> **TASK DETAILS**
Search the data for the word "Numeric" and copy every line that contains it.

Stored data
-- -- --

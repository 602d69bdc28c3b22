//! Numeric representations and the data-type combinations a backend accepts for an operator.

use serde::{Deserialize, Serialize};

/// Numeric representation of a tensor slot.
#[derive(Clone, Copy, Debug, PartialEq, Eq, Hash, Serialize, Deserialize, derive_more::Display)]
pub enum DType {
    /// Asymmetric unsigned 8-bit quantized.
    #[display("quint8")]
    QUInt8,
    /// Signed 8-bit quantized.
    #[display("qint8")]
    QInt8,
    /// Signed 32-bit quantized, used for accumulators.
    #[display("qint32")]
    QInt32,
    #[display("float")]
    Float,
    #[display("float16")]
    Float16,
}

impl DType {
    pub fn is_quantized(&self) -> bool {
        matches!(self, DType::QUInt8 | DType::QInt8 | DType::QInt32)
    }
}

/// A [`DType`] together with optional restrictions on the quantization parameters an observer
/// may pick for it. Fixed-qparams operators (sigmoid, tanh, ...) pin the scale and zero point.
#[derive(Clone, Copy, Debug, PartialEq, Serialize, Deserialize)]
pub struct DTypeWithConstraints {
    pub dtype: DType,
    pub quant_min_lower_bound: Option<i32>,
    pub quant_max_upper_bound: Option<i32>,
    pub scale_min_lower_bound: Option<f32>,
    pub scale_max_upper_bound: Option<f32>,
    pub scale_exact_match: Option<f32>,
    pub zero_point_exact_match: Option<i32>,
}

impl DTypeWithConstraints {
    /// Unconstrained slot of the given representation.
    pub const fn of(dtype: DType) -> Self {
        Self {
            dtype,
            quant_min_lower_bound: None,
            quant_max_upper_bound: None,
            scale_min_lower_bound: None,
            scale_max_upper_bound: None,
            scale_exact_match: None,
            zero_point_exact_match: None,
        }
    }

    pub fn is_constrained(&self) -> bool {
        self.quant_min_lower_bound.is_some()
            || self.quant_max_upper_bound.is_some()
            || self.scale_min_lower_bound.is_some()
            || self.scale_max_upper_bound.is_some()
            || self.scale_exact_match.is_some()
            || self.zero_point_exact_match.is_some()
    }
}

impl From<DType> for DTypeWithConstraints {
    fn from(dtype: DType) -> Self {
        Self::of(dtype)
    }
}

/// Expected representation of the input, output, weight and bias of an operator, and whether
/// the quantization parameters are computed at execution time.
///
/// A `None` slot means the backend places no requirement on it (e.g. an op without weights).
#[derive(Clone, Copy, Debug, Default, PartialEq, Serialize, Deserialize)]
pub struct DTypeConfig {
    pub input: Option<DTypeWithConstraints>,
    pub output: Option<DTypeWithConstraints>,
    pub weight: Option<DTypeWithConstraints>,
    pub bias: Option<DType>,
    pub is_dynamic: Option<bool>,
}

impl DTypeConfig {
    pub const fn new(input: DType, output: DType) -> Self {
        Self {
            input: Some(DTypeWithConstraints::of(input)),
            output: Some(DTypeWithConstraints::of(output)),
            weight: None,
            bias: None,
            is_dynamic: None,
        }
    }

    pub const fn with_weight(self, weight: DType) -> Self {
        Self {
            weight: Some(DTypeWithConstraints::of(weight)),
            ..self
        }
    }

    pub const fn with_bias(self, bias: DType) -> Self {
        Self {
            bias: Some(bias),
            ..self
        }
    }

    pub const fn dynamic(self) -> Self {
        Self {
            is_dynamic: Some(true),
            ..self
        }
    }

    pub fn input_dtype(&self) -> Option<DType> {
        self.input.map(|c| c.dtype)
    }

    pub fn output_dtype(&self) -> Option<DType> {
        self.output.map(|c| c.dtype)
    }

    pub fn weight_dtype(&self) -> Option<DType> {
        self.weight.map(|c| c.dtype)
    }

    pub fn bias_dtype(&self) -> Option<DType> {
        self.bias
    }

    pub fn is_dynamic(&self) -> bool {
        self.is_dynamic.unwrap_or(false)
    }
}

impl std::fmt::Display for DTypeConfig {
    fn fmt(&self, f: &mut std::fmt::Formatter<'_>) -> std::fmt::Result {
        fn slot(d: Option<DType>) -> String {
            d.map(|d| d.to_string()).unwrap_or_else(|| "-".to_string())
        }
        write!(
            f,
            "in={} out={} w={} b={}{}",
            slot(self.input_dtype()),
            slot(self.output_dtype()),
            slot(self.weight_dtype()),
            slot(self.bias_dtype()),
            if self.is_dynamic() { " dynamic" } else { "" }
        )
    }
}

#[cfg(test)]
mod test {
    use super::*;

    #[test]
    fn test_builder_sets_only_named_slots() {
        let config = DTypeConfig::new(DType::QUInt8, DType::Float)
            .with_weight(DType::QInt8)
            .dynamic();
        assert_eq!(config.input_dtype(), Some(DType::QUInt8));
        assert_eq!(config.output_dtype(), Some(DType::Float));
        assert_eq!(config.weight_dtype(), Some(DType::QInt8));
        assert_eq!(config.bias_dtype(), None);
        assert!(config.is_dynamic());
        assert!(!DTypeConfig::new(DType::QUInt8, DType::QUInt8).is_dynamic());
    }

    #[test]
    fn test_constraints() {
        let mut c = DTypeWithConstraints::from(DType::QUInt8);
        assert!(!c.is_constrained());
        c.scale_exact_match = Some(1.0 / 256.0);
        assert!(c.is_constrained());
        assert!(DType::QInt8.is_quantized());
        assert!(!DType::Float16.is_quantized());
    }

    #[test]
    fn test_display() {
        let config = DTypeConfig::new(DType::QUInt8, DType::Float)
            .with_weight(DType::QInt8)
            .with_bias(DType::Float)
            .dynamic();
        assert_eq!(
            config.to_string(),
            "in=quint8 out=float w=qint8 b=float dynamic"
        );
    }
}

-- -- --

> **REPLY TO THE TASK**
//! Numeric representations and the data-type combinations a backend accepts for an operator.
/// Numeric representation of a tensor slot.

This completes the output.